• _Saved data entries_

-.-.-

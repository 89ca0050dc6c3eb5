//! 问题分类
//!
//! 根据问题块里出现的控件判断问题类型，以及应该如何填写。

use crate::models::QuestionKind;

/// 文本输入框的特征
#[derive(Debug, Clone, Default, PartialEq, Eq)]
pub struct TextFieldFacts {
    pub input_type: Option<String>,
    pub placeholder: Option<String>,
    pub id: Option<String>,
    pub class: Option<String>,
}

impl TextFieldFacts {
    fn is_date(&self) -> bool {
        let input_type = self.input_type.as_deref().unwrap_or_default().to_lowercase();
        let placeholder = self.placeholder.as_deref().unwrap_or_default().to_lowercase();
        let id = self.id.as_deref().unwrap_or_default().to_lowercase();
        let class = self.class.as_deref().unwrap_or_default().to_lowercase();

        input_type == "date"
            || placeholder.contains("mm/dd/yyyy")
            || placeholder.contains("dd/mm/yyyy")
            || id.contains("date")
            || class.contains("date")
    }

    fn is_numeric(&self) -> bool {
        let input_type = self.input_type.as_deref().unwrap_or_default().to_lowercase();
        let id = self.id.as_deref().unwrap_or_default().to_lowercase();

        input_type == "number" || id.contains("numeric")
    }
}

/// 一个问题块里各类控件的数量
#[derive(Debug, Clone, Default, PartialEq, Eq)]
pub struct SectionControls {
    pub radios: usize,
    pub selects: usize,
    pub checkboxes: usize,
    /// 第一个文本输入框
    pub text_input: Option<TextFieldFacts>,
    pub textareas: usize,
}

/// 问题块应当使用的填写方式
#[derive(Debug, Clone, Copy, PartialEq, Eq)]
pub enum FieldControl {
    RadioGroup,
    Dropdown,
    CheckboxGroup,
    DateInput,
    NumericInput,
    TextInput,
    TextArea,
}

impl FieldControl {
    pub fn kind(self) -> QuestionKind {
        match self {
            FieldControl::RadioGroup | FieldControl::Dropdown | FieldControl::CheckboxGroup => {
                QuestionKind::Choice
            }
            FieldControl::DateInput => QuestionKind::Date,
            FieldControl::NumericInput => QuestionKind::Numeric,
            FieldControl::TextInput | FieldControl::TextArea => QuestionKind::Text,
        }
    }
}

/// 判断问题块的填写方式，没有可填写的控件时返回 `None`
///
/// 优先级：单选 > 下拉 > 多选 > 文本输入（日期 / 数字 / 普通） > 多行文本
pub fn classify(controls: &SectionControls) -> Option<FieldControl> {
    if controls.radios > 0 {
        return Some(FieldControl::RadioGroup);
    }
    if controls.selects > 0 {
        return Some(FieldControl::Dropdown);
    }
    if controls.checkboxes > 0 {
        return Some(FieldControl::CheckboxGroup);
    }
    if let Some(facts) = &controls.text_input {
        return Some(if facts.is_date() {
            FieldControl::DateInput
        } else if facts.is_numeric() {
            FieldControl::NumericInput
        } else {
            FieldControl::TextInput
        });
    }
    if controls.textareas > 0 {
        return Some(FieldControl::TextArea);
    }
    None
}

-.-.-

• _Goal of the exercise_
Transcribe the records exactly as they appear.

• _Task result_
repository 89ca0050dc6c3eb5
//! 问题分类
//!
//! 根据问题块里出现的控件判断问题类型，以及应该如何填写。

use crate::models::QuestionKind;

/// 文本输入框的特征
#[derive(Debug, Clone, Default, PartialEq, Eq)]
pub struct TextFieldFacts {
    pub input_type: Option<String>,
    pub placeholder: Option<String>,
    pub id: Option<String>,
    pub class: Option<String>,
}

impl TextFieldFacts {
    fn is_date(&self) -> bool {
        let input_type = self.input_type.as_deref().unwrap_or_default().to_lowercase();
        let placeholder = self.placeholder.as_deref().unwrap_or_default().to_lowercase();
        let id = self.id.as_deref().unwrap_or_default().to_lowercase();
        let class = self.class.as_deref().unwrap_or_default().to_lowercase();

        input_type == "date"
            || placeholder.contains("mm/dd/yyyy")
            || placeholder.contains("dd/mm/yyyy")
            || id.contains("date")
            || class.contains("date")
    }

    fn is_numeric(&self) -> bool {
        let input_type = self.input_type.as_deref().unwrap_or_default().to_lowercase();
        let id = self.id.as_deref().unwrap_or_default().to_lowercase();

        input_type == "number" || id.contains("numeric")
    }
}

/// 一个问题块里各类控件的数量
#[derive(Debug, Clone, Default, PartialEq, Eq)]
pub struct SectionControls {
    pub radios: usize,
    pub selects: usize,
    pub checkboxes: usize,
    /// 第一个文本输入框
    pub text_input: Option<TextFieldFacts>,
    pub textareas: usize,
}

/// 问题块应当使用的填写方式
#[derive(Debug, Clone, Copy, PartialEq, Eq)]
pub enum FieldControl {
    RadioGroup,
    Dropdown,
    CheckboxGroup,
    DateInput,
    NumericInput,
    TextInput,
    TextArea,
}

impl FieldControl {
    pub fn kind(self) -> QuestionKind {
        match self {
            FieldControl::RadioGroup | FieldControl::Dropdown | FieldControl::CheckboxGroup => {
                QuestionKind::Choice
            }
            FieldControl::DateInput => QuestionKind::Date,
            FieldControl::NumericInput => QuestionKind::Numeric,
            FieldControl::TextInput | FieldControl::TextArea => QuestionKind::Text,
        }
    }
}

/// 判断问题块的填写方式，没有可填写的控件时返回 `None`
///
/// 优先级：单选 > 下拉 > 多选 > 文本输入（日期 / 数字 / 普通） > 多行文本
pub fn classify(controls: &SectionControls) -> Option<FieldControl> {
    if controls.radios > 0 {
        return Some(FieldControl::RadioGroup);
    }
    if controls.selects > 0 {
        return Some(FieldControl::Dropdown);
    }
    if controls.checkboxes > 0 {
        return Some(FieldControl::CheckboxGroup);
    }
    if let Some(facts) = &controls.text_input {
        return Some(if facts.is_date() {
            FieldControl::DateInput
        } else if facts.is_numeric() {
            FieldControl::NumericInput
        } else {
            FieldControl::TextInput
        });
    }
    if controls.textareas > 0 {
        return Some(FieldControl::TextArea);
    }
    None
}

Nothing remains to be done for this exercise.